Le journaliste continue : « 89 d’entre ces glorieuses victimes de la barbarie nazie ont pu être inhumées […]. Tous, hélas n’ont pu être identifiés. Mais tous demeurent unis dans le souvenir de ceux qui veulent magnifier leur mémoire comme ils furent, eux, unis dans la mort, sans distinction de classe ou de parti, unis par l’amour commun de la Patrie et par le seul désir de lutter pour chasser hors de France l’envahisseur. »
Quel fut le nombre exact de personnes fusillées en cet endroit ? A quelques unités près, on peut hésiter. Le journaliste parle de 89 Résistants ; la plaque qui fut posée beaucoup plus tard après une recherche approfondie dans les archives et auprès des associations compte 79 noms. En fait, on sait que 2 d’entre eux n’ont pas été inscrits sur la plaque car ils avaient bien été fusillés là mais ils n’étaient pas reconnus comme étant de vrais Résistants. Pour d’autres qui sont inscrits sur la plaque, on hésite sur le lieu de leur exécution. Il est possible que d’autres personnes n’aient pas été identifiées car les Allemands, en 1944, pressés par le risque d’être obligés de partir, fusillaient rapidement, sans procès, sans même laisser de trace écrite. On sait que, quelques semaines après la libération, un ouvrier agricole qui passait par là a été alerté par son chien qui déterrait des cadavres autour de la Butte. Est-ce que ces pauvres gens ont pu être tous identifiés ? Nous ne le savons pas. Les Résistants venaient de tous les départements bretons, parfois même de plus loin. Si les familles ne se sont pas manifestées, il est difficile de les retrouver.
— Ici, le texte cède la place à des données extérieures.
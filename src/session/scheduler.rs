//! Delayed switch to newly discovered sessions.

use std::sync::atomic::{AtomicU64, Ordering};
use std::sync::{Arc, Mutex, PoisonError};
use std::time::Duration;

use tokio::task::JoinHandle;
use tokio_util::sync::CancellationToken;

use super::registry::SessionRegistry;

/// Switches to a session after a fixed delay unless superseded.
///
/// Each `schedule` bumps a generation counter; a timer only acts if its
/// generation is still current when it fires.
pub struct SwitchScheduler {
    registry: Arc<Mutex<SessionRegistry>>,
    delay: Duration,
    generation: Arc<AtomicU64>,
    cancel: CancellationToken,
    pending: Mutex<Option<JoinHandle<()>>>,
}

impl SwitchScheduler {
    #[must_use]
    pub fn new(registry: Arc<Mutex<SessionRegistry>>, delay: Duration) -> Self {
        Self {
            registry,
            delay,
            generation: Arc::new(AtomicU64::new(0)),
            cancel: CancellationToken::new(),
            pending: Mutex::new(None),
        }
    }

    /// Switch to `id` once the delay elapses.
    pub fn schedule(&self, id: impl Into<String>) {
        if self.cancel.is_cancelled() {
            return;
        }
        let id = id.into();
        let generation = self.generation.fetch_add(1, Ordering::SeqCst) + 1;
        let current = Arc::clone(&self.generation);
        let registry = Arc::clone(&self.registry);
        let cancel = self.cancel.clone();
        let delay = self.delay;

        let handle = tokio::spawn(async move {
            tokio::select! {
                () = cancel.cancelled() => return,
                () = tokio::time::sleep(delay) => {}
            }
            if cancel.is_cancelled() || current.load(Ordering::SeqCst) != generation {
                return;
            }
            let mut registry = registry.lock().unwrap_or_else(PoisonError::into_inner);
            if registry.switch_to(&id).is_none() {
                tracing::debug!(id = %id, "Scheduled switch target vanished");
            }
        });

        let previous = self
            .pending
            .lock()
            .unwrap_or_else(PoisonError::into_inner)
            .replace(handle);
        if let Some(previous) = previous {
            previous.abort();
        }
    }

    /// Drop any pending switch.
    pub fn cancel_pending(&self) {
        self.generation.fetch_add(1, Ordering::SeqCst);
        if let Some(handle) = self
            .pending
            .lock()
            .unwrap_or_else(PoisonError::into_inner)
            .take()
        {
            handle.abort();
        }
    }

    /// Cancel and wait for the pending timer. Safe to call more than once.
    pub async fn stop(&self) {
        self.cancel.cancel();
        let handle = self
            .pending
            .lock()
            .unwrap_or_else(PoisonError::into_inner)
            .take();
        if let Some(handle) = handle {
            handle.abort();
            let _ = handle.await;
        }
    }
}

#[cfg(test)]
mod tests {
    use super::*;
    use crate::session::{OutputSink, SwitchEvent};
    use std::path::Path;

    struct NullSink;

    impl OutputSink for NullSink {
        fn output(&self, _id: &str, _content: &str) {}
        fn switched(&self, _event: &SwitchEvent) {}
    }

    fn shared_registry() -> Arc<Mutex<SessionRegistry>> {
        let mut registry = SessionRegistry::new(10, Arc::new(NullSink)).with_primary("main");
        registry.add_session("main", "main", Path::new("/t/main.jsonl"));
        registry.add_session("s1", "s1", Path::new("/t/s1.jsonl"));
        registry.add_session("s2", "s2", Path::new("/t/s2.jsonl"));
        Arc::new(Mutex::new(registry))
    }

    fn active(registry: &Arc<Mutex<SessionRegistry>>) -> String {
        registry.lock().unwrap().active().unwrap().id.clone()
    }

    #[tokio::test(start_paused = true)]
    async fn test_switches_after_delay() {
        let registry = shared_registry();
        let scheduler = SwitchScheduler::new(Arc::clone(&registry), Duration::from_millis(1500));

        scheduler.schedule("s1");
        tokio::time::sleep(Duration::from_millis(1000)).await;
        assert_eq!(active(&registry), "main");

        tokio::time::sleep(Duration::from_millis(600)).await;
        assert_eq!(active(&registry), "s1");
    }

    #[tokio::test(start_paused = true)]
    async fn test_newer_schedule_supersedes() {
        let registry = shared_registry();
        let scheduler = SwitchScheduler::new(Arc::clone(&registry), Duration::from_millis(100));

        scheduler.schedule("s1");
        tokio::time::sleep(Duration::from_millis(50)).await;
        scheduler.schedule("s2");
        tokio::time::sleep(Duration::from_millis(200)).await;
        assert_eq!(active(&registry), "s2");
    }

    #[tokio::test(start_paused = true)]
    async fn test_cancel_pending_and_stop() {
        let registry = shared_registry();
        let scheduler = SwitchScheduler::new(Arc::clone(&registry), Duration::from_millis(100));

        scheduler.schedule("s1");
        scheduler.cancel_pending();
        tokio::time::sleep(Duration::from_millis(200)).await;
        assert_eq!(active(&registry), "main");

        scheduler.stop().await;
        scheduler.stop().await;
        scheduler.schedule("s2");
        tokio::time::sleep(Duration::from_millis(200)).await;
        assert_eq!(active(&registry), "main");
    }
}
Continuons la lecture de l’article daté de décembre 1947 : « Jusqu’alors, c’est au cimetière de Saint-Jacques, sur leurs tombes, que s’étaient déroulées les différentes cérémonies du souvenir organisées en leur mémoire. Cette année, le Comité du Souvenir des Fusillés de Saint-Jacques dont le Comité d’honneur se compose de M. Robert Billecard, Préfet d’Ille-et-Vilaine, du général Préaud, commandant la 3e Région militaire, de M. Yves Milon, maire de Rennes et de M. Jean Pont, maire de Saint-Jacques de la Lande a décidé d’organiser une manifestation sur les lieux mêmes où furent assassinés, sous le couvert d’une exécution, ceux-là qui avaient fait le sacrifice de leur vie pour assurer la libération de la France. C’est donc au pied même de la butte, à l’endroit précis où les bourreaux exécutèrent leurs victimes que se déroulera la manifestation de dimanche prochain. »
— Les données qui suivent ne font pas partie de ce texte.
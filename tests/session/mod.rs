//! Session module tests.

mod registry_test;
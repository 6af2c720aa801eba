//! Stateful decoding of raw records into display events.
//!
//! A decoder is called repeatedly with the same record until it returns
//! `None`. Each call yields the next logical event of that record, so one
//! physical line can expand into several events without the caller
//! buffering them.

mod document;
mod event;
mod jsonl;

use std::path::Path;

pub use document::{DocumentDecoder, DocumentMessage, DocumentToolCall, TranscriptDocument};
pub use event::{DiscoveryTrigger, Event, EventKind};
pub use jsonl::{
    AssistantMessage, AssistantRecord, ContentBlock, JsonlDecoder, Message, MessageContent,
    SummaryRecord, SystemRecord, TranscriptRecord, UserRecord,
};

use crate::watcher::ReadMode;

/// Decodes one record into a finite sequence of events.
pub trait RecordDecoder: Send {
    /// Return the next event of `record`, or `None` once it is exhausted.
    ///
    /// Passing a different record while one is in progress abandons the
    /// old one.
    fn decode(&mut self, record: &str) -> Option<Event>;

    /// Whether no record is partially decoded.
    fn is_idle(&self) -> bool;
}

/// Drain every event of `record`.
pub fn decode_all(decoder: &mut dyn RecordDecoder, record: &str) -> Vec<Event> {
    std::iter::from_fn(|| decoder.decode(record)).collect()
}

/// In-progress decomposition of one record.
#[derive(Debug)]
pub struct DecodeState {
    record: String,
    parts: Vec<Event>,
    cursor: usize,
}

impl DecodeState {
    fn new(record: &str, parts: Vec<Event>) -> Self {
        Self {
            record: record.to_string(),
            parts,
            cursor: 0,
        }
    }

    /// Record being decoded.
    #[must_use]
    pub fn record(&self) -> &str {
        &self.record
    }

    /// Events not yet returned.
    #[must_use]
    pub fn remaining(&self) -> usize {
        self.parts.len() - self.cursor
    }

    fn next_part(&mut self) -> Option<Event> {
        let event = self.parts.get(self.cursor).cloned()?;
        self.cursor += 1;
        Some(event)
    }
}

/// State machine shared by every decoder.
///
/// `expand` turns a fresh record into its events; the cursor handles
/// resumption, supersession and the repeat guard.
#[derive(Debug, Default)]
pub(crate) struct RecordCursor {
    state: Option<DecodeState>,
    last_exhausted: Option<String>,
}

impl RecordCursor {
    pub(crate) fn step<F>(&mut self, record: &str, expand: F) -> Option<Event>
    where
        F: FnOnce(&str) -> Vec<Event>,
    {
        match self.state.as_mut() {
            Some(state) if state.record == record => {
                if let Some(event) = state.next_part() {
                    return Some(event);
                }
                self.exhaust(record);
                return None;
            }
            Some(_) => {
                tracing::trace!("Record superseded before exhaustion");
                self.state = None;
            }
            None => {}
        }

        if self.last_exhausted.as_deref() == Some(record) {
            return None;
        }

        let mut state = DecodeState::new(record, expand(record));
        match state.next_part() {
            Some(event) => {
                self.state = Some(state);
                Some(event)
            }
            None => {
                self.exhaust(record);
                None
            }
        }
    }

    fn exhaust(&mut self, record: &str) {
        self.state = None;
        self.last_exhausted = Some(record.to_string());
    }

    pub(crate) fn is_idle(&self) -> bool {
        self.state.is_none()
    }
}

/// On-disk transcript formats.
#[derive(Debug, Clone, Copy, PartialEq, Eq)]
pub enum SourceFormat {
    /// One JSON record per line.
    Jsonl,
    /// A single JSON document with a `messages` array.
    Document,
}

impl SourceFormat {
    /// Guess the format from the file extension.
    #[must_use]
    pub fn from_path(path: &Path) -> Self {
        match path.extension().and_then(|ext| ext.to_str()) {
            Some("json") => Self::Document,
            _ => Self::Jsonl,
        }
    }

    /// How the tailer should read this format.
    #[must_use]
    pub fn read_mode(self) -> ReadMode {
        match self {
            Self::Jsonl => ReadMode::Lines,
            Self::Document => ReadMode::WholeDocument,
        }
    }

    /// Fresh decoder for this format.
    #[must_use]
    pub fn decoder(self) -> Box<dyn RecordDecoder> {
        match self {
            Self::Jsonl => Box::new(JsonlDecoder::new()),
            Self::Document => Box::new(DocumentDecoder::new()),
        }
    }
}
C’était donc, en 1947, la première cérémonie à la Butte de la Maltière. Depuis, chaque année, fidèlement, les officiels, les familles, les amis et, simplement, tous ceux qui se reconnaissent dans les valeurs de la Résistance, se retrouvent le 30 décembre sur ce lieu de mémoire. Bien sûr, tous n’ont pas été fusillés le 30 décembre mais cette date a été retenue car elle a beaucoup marqué les Rennais comme nous le verrons plus loin. Lors de cette cérémonie, on ne manque jamais de rappeler que nous associons à cet hommage tous les Résistants qui ont été fusillés en ce lieu.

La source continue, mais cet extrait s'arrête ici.